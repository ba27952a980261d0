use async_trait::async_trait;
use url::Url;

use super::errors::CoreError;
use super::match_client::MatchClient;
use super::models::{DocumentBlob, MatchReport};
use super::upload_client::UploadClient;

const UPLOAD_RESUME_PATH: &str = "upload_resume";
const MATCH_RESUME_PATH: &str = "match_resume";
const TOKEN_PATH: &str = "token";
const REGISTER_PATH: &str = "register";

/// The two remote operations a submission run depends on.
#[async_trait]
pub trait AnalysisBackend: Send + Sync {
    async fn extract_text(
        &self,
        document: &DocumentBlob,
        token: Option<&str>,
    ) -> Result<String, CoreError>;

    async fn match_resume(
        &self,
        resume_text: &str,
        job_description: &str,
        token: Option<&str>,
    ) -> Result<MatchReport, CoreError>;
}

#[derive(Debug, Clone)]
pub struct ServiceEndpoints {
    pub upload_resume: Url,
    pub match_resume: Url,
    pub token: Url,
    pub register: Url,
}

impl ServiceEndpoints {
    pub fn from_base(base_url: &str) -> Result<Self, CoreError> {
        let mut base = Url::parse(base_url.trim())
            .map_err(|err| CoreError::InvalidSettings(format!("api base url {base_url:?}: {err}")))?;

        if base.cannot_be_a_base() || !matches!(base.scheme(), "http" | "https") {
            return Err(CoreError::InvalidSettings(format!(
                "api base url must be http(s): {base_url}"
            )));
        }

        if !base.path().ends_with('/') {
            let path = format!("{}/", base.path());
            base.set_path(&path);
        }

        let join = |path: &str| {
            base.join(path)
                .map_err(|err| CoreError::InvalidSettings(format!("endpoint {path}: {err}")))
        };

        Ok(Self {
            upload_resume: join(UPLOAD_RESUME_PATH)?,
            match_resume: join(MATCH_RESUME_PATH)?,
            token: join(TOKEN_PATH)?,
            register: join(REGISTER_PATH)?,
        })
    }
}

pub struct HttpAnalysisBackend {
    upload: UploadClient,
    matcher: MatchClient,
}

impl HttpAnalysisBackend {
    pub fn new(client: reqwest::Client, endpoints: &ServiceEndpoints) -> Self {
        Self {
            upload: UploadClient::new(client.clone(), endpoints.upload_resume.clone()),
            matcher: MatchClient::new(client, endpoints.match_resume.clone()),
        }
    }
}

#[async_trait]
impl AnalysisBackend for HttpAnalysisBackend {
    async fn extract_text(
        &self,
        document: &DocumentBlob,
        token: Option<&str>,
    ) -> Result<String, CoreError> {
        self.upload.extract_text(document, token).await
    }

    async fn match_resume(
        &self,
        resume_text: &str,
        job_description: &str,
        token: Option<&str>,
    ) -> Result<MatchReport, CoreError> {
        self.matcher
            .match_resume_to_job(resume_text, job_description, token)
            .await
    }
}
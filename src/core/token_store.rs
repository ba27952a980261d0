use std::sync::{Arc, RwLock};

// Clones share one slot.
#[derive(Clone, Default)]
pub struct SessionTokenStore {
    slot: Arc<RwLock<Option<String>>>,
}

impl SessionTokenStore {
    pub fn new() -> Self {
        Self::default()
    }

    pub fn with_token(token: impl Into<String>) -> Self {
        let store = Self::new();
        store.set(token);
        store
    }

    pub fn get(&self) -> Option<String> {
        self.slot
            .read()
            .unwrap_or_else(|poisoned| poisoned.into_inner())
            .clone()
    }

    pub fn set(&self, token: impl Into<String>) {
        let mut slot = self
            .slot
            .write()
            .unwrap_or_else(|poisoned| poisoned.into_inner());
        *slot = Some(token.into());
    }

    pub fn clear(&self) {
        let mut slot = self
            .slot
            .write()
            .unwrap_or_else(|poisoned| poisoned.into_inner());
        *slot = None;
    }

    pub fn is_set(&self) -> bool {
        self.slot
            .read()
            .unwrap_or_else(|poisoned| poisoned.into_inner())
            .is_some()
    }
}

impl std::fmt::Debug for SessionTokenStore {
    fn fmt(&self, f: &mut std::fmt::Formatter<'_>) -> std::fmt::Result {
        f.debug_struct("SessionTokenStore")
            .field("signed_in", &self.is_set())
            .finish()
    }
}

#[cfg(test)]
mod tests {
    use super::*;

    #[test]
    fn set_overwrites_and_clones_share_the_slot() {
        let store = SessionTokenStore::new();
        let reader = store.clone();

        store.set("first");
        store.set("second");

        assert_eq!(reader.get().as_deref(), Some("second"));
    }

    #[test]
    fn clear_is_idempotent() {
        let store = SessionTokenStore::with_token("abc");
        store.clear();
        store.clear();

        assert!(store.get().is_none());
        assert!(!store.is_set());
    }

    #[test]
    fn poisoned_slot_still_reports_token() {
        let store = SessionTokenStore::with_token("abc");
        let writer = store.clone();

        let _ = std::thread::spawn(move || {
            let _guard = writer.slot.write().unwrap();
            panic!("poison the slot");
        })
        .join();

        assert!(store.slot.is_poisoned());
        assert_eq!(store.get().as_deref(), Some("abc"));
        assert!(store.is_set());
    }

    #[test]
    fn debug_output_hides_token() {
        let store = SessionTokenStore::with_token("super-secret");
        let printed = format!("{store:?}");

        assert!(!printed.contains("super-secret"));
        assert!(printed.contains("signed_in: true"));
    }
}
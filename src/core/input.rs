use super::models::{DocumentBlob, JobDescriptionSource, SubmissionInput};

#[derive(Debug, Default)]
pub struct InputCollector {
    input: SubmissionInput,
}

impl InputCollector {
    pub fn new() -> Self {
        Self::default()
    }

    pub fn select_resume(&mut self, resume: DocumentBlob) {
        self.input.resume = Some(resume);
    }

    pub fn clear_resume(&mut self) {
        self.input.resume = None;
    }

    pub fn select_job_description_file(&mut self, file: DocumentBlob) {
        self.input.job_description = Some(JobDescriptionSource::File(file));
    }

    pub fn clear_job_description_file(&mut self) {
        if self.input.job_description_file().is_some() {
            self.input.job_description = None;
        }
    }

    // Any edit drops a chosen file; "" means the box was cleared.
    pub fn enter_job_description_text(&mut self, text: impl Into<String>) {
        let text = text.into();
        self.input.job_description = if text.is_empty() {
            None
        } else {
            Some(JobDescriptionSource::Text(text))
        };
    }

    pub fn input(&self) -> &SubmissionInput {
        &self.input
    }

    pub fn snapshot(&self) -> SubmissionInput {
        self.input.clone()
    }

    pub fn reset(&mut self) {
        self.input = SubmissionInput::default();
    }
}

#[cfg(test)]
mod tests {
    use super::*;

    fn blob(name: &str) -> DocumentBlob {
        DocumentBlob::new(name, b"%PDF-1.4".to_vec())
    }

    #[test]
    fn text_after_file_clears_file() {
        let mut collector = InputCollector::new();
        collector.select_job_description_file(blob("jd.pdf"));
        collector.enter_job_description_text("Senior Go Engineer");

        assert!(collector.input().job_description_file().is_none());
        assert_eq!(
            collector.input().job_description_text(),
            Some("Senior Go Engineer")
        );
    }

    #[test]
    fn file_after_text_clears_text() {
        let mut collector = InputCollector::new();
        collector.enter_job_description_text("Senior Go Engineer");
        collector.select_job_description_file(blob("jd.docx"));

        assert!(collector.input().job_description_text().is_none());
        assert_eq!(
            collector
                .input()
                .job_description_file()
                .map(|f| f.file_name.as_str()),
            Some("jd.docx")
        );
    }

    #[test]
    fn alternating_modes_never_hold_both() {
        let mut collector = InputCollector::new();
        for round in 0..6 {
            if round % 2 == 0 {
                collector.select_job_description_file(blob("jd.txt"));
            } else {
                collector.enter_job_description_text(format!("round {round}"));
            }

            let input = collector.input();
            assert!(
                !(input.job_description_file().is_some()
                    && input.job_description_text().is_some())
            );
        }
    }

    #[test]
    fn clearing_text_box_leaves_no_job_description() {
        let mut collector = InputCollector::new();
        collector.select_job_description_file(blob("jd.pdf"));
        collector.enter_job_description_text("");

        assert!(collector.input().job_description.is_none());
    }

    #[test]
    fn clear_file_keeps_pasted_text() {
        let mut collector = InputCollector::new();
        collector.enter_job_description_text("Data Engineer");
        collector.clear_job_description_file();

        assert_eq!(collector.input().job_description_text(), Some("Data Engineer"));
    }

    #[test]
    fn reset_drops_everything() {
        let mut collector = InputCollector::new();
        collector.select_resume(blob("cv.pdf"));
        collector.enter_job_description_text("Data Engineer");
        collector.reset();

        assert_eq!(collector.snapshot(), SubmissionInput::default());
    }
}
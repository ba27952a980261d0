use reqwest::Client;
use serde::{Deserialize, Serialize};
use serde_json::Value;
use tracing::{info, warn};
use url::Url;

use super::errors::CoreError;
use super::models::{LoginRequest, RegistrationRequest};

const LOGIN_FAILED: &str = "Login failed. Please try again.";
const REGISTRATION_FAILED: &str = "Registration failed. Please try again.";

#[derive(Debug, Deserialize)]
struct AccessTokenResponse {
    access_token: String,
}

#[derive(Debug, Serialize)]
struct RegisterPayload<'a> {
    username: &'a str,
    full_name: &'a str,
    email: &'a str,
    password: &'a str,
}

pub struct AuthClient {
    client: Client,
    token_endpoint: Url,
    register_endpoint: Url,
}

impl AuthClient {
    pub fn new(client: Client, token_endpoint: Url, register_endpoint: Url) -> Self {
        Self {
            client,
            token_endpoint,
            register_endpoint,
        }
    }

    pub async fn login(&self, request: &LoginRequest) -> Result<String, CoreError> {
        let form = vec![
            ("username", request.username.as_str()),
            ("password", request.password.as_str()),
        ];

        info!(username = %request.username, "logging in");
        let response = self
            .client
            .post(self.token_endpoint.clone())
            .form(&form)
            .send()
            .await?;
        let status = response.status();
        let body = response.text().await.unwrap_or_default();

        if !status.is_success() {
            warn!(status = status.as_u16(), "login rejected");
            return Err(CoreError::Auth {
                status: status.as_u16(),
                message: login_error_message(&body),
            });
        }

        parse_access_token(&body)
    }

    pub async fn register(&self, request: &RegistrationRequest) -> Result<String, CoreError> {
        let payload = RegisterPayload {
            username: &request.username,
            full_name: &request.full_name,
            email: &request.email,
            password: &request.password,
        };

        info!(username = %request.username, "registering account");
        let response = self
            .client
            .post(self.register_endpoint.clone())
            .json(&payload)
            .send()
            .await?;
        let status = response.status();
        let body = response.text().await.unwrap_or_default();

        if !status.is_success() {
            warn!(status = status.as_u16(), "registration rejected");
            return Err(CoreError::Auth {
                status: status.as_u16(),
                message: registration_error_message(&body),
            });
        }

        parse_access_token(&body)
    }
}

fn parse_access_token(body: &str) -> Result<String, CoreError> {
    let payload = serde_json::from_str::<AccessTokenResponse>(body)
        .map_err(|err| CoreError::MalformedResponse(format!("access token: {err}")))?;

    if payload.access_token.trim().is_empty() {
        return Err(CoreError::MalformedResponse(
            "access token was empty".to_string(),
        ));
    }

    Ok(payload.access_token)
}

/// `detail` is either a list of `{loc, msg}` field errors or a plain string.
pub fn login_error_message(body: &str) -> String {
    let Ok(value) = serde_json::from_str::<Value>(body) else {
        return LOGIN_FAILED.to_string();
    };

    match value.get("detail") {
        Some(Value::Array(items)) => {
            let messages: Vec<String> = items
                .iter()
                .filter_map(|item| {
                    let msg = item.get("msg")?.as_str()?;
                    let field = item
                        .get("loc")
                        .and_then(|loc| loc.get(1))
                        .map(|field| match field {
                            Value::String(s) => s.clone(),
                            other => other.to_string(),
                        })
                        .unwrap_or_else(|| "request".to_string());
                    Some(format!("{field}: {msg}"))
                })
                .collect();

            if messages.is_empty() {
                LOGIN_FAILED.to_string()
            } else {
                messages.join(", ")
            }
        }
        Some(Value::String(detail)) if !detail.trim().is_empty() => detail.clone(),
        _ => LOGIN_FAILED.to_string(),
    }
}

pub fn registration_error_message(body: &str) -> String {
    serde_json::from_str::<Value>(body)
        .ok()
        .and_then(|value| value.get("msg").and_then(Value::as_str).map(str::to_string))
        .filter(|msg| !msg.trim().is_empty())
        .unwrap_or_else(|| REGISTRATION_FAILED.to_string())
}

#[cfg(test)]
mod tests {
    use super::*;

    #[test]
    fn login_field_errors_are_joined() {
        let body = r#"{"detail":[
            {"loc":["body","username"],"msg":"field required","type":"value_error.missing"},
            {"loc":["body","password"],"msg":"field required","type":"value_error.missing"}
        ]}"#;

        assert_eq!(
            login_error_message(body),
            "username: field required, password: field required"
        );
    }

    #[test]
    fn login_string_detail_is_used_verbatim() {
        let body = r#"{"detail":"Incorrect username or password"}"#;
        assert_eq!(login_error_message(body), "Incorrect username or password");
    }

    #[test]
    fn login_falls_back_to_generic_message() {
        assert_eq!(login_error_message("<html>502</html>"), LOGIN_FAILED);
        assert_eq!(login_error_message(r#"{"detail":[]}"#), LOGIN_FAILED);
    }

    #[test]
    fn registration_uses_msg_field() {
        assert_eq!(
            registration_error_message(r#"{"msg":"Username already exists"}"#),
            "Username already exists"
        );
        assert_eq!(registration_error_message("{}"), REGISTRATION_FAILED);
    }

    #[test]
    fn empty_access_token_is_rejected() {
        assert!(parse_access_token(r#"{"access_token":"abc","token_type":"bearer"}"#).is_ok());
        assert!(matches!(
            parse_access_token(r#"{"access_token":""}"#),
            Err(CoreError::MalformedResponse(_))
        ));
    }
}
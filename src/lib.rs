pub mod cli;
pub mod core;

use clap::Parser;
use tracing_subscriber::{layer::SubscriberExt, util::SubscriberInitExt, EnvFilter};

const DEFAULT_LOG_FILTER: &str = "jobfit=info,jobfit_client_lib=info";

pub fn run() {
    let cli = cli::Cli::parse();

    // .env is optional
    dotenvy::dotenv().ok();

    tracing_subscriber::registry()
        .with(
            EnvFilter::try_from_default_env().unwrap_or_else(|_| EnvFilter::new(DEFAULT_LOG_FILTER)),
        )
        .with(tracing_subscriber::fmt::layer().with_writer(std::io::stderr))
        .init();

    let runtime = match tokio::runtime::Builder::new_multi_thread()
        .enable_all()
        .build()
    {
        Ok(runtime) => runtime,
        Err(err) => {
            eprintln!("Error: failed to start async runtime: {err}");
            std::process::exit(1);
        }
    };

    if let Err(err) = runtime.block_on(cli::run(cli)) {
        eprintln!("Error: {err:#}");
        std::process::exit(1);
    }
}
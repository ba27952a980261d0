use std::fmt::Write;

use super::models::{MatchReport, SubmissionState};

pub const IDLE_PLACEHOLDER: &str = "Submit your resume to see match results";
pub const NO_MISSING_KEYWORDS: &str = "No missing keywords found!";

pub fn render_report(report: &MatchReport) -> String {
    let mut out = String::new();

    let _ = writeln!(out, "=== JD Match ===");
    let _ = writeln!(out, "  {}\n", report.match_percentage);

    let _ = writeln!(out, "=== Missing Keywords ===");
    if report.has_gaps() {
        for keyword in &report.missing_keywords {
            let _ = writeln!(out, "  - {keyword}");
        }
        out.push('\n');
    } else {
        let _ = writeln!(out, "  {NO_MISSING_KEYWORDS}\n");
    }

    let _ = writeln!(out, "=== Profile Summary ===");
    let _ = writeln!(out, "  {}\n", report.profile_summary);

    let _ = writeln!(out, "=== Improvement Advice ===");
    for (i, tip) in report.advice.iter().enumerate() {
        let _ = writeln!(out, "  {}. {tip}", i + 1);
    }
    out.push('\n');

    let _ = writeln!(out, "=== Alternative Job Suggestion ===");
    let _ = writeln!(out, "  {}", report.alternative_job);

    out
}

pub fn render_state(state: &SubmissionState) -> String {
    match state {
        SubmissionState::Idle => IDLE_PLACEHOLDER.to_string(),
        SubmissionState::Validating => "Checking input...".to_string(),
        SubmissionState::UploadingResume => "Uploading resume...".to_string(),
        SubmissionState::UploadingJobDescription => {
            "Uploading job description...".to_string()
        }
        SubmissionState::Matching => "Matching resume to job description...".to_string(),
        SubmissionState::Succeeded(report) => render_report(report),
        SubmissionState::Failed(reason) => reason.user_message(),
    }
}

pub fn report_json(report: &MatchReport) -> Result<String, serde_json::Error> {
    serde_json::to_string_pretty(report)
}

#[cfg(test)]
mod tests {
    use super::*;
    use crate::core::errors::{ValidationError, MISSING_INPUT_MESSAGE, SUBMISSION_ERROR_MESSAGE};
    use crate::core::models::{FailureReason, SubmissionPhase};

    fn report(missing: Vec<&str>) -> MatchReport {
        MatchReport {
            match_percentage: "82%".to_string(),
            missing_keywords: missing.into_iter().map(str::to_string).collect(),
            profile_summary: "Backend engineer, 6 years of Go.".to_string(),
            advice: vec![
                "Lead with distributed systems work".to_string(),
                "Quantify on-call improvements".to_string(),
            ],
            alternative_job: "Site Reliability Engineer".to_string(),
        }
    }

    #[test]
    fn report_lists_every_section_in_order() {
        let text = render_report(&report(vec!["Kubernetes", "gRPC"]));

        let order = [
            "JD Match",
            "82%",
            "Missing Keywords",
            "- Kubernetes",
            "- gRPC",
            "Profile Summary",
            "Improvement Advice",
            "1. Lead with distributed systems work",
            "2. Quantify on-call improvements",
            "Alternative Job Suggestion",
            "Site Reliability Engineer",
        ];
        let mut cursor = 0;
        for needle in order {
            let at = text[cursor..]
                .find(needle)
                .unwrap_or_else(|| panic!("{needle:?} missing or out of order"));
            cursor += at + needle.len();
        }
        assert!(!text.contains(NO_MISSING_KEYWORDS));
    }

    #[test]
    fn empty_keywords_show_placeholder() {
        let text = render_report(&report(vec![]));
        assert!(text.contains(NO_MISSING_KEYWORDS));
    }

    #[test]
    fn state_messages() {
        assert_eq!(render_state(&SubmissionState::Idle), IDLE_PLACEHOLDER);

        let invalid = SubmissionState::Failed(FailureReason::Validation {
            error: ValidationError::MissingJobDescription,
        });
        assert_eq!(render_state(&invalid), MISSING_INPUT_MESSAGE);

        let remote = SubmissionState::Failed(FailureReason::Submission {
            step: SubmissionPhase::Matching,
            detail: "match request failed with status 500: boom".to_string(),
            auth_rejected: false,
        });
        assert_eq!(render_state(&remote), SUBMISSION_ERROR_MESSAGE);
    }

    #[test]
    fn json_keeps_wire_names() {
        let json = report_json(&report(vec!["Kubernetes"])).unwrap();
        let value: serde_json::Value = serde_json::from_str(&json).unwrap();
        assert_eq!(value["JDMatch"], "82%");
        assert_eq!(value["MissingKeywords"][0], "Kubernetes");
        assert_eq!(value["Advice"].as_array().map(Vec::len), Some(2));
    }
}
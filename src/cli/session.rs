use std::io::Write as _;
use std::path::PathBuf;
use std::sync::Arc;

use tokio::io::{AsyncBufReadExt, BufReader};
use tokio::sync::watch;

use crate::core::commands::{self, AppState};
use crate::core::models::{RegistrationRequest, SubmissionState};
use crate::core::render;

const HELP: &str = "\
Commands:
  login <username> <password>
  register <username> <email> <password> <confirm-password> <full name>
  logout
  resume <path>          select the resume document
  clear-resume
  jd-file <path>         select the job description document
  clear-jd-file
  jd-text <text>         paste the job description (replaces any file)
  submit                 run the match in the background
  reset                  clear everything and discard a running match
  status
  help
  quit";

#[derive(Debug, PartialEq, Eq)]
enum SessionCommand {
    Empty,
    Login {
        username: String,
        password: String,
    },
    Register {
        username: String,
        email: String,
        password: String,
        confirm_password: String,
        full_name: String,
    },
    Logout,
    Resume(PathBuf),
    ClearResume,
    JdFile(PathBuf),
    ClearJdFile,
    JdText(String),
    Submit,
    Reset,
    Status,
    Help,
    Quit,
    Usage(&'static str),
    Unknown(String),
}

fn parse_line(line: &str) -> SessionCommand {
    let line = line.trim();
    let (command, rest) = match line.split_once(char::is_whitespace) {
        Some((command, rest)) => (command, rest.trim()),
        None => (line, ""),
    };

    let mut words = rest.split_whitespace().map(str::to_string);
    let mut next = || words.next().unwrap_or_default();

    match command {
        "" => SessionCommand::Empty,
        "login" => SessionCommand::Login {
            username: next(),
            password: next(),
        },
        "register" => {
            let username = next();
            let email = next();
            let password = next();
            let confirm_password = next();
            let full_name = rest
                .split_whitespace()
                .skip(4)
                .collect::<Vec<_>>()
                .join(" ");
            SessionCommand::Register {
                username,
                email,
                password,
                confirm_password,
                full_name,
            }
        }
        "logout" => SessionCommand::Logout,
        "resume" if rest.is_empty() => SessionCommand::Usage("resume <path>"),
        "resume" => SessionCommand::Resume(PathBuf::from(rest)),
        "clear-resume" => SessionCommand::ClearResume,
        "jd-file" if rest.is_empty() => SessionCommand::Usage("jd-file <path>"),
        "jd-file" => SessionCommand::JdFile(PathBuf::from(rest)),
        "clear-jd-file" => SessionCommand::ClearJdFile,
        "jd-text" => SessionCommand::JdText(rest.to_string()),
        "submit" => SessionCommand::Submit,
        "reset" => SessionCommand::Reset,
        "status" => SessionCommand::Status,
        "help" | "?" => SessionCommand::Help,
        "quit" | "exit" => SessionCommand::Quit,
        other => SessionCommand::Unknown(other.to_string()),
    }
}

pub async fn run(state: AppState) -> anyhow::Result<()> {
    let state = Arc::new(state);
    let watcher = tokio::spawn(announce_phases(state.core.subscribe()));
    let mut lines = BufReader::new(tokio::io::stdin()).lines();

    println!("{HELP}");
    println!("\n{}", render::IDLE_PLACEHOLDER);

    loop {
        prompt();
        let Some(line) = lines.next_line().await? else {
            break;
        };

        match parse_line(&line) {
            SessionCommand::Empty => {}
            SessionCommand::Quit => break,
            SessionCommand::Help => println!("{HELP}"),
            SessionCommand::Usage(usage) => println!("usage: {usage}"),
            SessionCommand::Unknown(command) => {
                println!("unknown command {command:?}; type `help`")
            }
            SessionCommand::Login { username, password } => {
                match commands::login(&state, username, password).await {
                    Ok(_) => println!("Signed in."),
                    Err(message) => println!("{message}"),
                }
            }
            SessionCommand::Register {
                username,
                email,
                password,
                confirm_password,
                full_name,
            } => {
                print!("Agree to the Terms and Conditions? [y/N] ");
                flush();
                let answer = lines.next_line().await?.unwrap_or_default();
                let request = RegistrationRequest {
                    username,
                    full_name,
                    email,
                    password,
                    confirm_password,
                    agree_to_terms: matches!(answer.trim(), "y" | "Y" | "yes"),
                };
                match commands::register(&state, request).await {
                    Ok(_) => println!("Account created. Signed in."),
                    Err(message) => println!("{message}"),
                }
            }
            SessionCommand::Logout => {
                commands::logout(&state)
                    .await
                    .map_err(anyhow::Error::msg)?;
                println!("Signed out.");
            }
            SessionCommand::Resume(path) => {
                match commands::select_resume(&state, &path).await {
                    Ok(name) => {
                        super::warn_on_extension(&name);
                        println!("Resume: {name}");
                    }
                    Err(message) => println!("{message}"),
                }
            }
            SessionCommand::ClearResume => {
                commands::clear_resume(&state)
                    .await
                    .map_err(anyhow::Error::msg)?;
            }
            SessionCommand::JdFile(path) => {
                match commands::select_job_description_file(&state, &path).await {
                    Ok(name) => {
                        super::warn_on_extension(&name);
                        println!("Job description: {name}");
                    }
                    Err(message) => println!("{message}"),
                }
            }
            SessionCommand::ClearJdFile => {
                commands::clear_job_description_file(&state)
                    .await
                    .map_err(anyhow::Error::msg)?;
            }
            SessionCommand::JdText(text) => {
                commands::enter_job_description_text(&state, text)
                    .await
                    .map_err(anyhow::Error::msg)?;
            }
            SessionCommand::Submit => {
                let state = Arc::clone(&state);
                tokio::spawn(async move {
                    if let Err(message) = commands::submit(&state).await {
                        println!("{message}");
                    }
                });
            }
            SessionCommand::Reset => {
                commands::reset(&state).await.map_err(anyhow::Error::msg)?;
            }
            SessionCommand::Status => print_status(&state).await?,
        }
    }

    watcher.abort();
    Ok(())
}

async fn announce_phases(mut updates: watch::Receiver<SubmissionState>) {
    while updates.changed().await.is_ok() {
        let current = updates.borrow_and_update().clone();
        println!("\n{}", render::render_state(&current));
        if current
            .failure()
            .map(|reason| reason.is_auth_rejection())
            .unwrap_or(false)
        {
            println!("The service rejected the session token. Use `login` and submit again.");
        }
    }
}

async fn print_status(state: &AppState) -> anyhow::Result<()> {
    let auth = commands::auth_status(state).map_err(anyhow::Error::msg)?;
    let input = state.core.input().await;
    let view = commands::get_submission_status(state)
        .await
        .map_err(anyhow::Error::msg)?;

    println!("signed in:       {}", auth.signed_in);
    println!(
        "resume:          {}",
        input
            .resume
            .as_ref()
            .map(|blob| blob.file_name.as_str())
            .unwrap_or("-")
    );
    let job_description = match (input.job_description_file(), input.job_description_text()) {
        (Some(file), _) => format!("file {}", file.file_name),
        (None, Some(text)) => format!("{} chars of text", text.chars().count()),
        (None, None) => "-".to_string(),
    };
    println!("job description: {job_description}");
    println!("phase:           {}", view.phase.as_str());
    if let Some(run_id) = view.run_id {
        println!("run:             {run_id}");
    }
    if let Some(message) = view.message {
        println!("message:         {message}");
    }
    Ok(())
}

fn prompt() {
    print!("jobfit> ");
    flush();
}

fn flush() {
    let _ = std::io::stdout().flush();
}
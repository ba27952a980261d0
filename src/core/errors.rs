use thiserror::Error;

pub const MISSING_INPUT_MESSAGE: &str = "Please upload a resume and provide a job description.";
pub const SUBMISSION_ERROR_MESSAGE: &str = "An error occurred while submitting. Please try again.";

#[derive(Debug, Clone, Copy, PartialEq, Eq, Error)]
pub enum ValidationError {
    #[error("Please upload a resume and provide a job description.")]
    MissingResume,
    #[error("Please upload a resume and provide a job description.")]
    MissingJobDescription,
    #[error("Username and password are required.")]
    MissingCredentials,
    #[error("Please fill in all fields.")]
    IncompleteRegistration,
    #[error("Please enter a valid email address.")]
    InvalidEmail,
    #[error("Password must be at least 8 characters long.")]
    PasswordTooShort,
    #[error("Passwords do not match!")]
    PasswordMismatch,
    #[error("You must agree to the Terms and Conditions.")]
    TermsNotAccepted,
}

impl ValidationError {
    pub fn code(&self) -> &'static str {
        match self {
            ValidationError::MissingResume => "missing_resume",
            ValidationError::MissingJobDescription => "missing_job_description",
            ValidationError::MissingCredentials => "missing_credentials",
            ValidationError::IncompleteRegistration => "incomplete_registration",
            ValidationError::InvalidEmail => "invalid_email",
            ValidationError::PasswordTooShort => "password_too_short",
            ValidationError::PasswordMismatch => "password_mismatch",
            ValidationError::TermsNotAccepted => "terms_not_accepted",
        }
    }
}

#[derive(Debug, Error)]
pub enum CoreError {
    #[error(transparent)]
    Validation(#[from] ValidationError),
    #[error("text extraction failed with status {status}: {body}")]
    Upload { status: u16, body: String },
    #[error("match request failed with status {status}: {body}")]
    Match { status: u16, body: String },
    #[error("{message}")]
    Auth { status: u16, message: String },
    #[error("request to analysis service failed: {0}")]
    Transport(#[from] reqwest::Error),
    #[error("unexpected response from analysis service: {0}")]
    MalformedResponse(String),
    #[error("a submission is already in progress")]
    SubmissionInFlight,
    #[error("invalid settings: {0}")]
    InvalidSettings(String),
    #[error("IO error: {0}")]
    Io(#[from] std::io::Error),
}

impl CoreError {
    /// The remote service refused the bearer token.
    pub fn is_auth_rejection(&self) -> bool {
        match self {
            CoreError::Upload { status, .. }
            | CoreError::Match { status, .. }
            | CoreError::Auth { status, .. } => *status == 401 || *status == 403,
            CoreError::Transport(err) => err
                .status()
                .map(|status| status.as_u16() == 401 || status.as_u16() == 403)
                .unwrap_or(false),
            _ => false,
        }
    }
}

################

** What is required **
From the data above, reproduce word for word the lines running from the line with "share one slot." to the line with "let _ = std::thread::spawn(move", ends included.

** Task solution **
// Clones share one slot.
#[derive(Clone, Default)]
pub struct SessionTokenStore {
    slot: Arc<RwLock<Option<String>>>,
}

impl SessionTokenStore {
    pub fn new() -> Self {
        Self::default()
    }

    pub fn with_token(token: impl Into<String>) -> Self {
        let store = Self::new();
        store.set(token);
        store
    }

    pub fn get(&self) -> Option<String> {
        self.slot
            .read()
            .unwrap_or_else(|poisoned| poisoned.into_inner())
            .clone()
    }

    pub fn set(&self, token: impl Into<String>) {
        let mut slot = self
            .slot
            .write()
            .unwrap_or_else(|poisoned| poisoned.into_inner());
        *slot = Some(token.into());
    }

    pub fn clear(&self) {
        let mut slot = self
            .slot
            .write()
            .unwrap_or_else(|poisoned| poisoned.into_inner());
        *slot = None;
    }

    pub fn is_set(&self) -> bool {
        self.slot
            .read()
            .unwrap_or_else(|poisoned| poisoned.into_inner())
            .is_some()
    }
}

impl std::fmt::Debug for SessionTokenStore {
    fn fmt(&self, f: &mut std::fmt::Formatter<'_>) -> std::fmt::Result {
        f.debug_struct("SessionTokenStore")
            .field("signed_in", &self.is_set())
            .finish()
    }
}

#[cfg(test)]
mod tests {
    use super::*;

    #[test]
    fn set_overwrites_and_clones_share_the_slot() {
        let store = SessionTokenStore::new();
        let reader = store.clone();

        store.set("first");
        store.set("second");

        assert_eq!(reader.get().as_deref(), Some("second"));
    }

    #[test]
    fn clear_is_idempotent() {
        let store = SessionTokenStore::with_token("abc");
        store.clear();
        store.clear();

        assert!(store.get().is_none());
        assert!(!store.is_set());
    }

    #[test]
    fn poisoned_slot_still_reports_token() {
        let store = SessionTokenStore::with_token("abc");
        let writer = store.clone();

        let _ = std::thread::spawn(move || {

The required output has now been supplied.